[[ Source data, beginning ]]
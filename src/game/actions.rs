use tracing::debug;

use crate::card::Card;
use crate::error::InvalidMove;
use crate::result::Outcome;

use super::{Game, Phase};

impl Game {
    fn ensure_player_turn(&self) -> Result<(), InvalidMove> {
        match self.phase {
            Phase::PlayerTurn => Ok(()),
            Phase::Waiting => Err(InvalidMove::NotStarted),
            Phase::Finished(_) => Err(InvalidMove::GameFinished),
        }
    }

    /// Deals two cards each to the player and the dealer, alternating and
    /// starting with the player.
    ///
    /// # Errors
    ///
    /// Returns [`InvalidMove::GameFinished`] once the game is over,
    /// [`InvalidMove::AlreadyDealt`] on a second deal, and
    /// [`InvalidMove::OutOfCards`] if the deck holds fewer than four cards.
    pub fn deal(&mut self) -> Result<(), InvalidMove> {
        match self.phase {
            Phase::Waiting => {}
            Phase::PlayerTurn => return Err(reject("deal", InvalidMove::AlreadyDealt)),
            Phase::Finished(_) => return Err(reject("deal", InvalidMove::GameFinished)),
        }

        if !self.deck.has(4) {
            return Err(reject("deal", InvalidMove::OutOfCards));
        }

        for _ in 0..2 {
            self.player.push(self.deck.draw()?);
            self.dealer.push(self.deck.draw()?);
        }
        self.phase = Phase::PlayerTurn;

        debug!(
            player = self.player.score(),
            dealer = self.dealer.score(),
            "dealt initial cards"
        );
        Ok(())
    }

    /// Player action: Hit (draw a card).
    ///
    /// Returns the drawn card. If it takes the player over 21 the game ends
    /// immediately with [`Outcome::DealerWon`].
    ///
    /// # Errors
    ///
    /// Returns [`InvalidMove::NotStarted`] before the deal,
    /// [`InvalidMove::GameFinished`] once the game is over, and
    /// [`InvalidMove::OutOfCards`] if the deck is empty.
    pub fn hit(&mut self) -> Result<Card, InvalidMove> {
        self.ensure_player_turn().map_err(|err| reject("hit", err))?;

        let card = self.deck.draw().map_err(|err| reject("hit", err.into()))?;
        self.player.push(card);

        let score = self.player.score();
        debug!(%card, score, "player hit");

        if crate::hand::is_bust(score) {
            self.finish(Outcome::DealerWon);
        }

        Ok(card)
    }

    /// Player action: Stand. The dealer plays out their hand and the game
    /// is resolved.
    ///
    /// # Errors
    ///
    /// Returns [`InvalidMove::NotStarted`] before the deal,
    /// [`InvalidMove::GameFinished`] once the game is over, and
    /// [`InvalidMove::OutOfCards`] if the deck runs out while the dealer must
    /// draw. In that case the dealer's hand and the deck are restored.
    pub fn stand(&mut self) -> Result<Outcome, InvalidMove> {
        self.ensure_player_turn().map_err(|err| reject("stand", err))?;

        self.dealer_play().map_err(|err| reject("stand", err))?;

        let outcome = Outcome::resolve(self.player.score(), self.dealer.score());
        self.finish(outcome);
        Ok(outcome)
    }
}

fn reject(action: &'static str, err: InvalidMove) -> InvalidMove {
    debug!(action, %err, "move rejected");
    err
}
[[ Source data, end ]]
→ Task goal
The entire listing above should be returned exactly as written.

→ The answer
filename src/game/actions.rs
use tracing::debug;

use crate::card::Card;
use crate::error::InvalidMove;
use crate::result::Outcome;

use super::{Game, Phase};

impl Game {
    fn ensure_player_turn(&self) -> Result<(), InvalidMove> {
        match self.phase {
            Phase::PlayerTurn => Ok(()),
            Phase::Waiting => Err(InvalidMove::NotStarted),
            Phase::Finished(_) => Err(InvalidMove::GameFinished),
        }
    }

    /// Deals two cards each to the player and the dealer, alternating and
    /// starting with the player.
    ///
    /// # Errors
    ///
    /// Returns [`InvalidMove::GameFinished`] once the game is over,
    /// [`InvalidMove::AlreadyDealt`] on a second deal, and
    /// [`InvalidMove::OutOfCards`] if the deck holds fewer than four cards.
    pub fn deal(&mut self) -> Result<(), InvalidMove> {
        match self.phase {
            Phase::Waiting => {}
            Phase::PlayerTurn => return Err(reject("deal", InvalidMove::AlreadyDealt)),
            Phase::Finished(_) => return Err(reject("deal", InvalidMove::GameFinished)),
        }

        if !self.deck.has(4) {
            return Err(reject("deal", InvalidMove::OutOfCards));
        }

        for _ in 0..2 {
            self.player.push(self.deck.draw()?);
            self.dealer.push(self.deck.draw()?);
        }
        self.phase = Phase::PlayerTurn;

        debug!(
            player = self.player.score(),
            dealer = self.dealer.score(),
            "dealt initial cards"
        );
        Ok(())
    }

    /// Player action: Hit (draw a card).
    ///
    /// Returns the drawn card. If it takes the player over 21 the game ends
    /// immediately with [`Outcome::DealerWon`].
    ///
    /// # Errors
    ///
    /// Returns [`InvalidMove::NotStarted`] before the deal,
    /// [`InvalidMove::GameFinished`] once the game is over, and
    /// [`InvalidMove::OutOfCards`] if the deck is empty.
    pub fn hit(&mut self) -> Result<Card, InvalidMove> {
        self.ensure_player_turn().map_err(|err| reject("hit", err))?;

        let card = self.deck.draw().map_err(|err| reject("hit", err.into()))?;
        self.player.push(card);

        let score = self.player.score();
        debug!(%card, score, "player hit");

        if crate::hand::is_bust(score) {
            self.finish(Outcome::DealerWon);
        }

        Ok(card)
    }

    /// Player action: Stand. The dealer plays out their hand and the game
    /// is resolved.
    ///
    /// # Errors
    ///
    /// Returns [`InvalidMove::NotStarted`] before the deal,
    /// [`InvalidMove::GameFinished`] once the game is over, and
    /// [`InvalidMove::OutOfCards`] if the deck runs out while the dealer must
    /// draw. In that case the dealer's hand and the deck are restored.
    pub fn stand(&mut self) -> Result<Outcome, InvalidMove> {
        self.ensure_player_turn().map_err(|err| reject("stand", err))?;

        self.dealer_play().map_err(|err| reject("stand", err))?;

        let outcome = Outcome::resolve(self.player.score(), self.dealer.score());
        self.finish(outcome);
        Ok(outcome)
    }
}

fn reject(action: &'static str, err: InvalidMove) -> InvalidMove {
    debug!(action, %err, "move rejected");
    err
}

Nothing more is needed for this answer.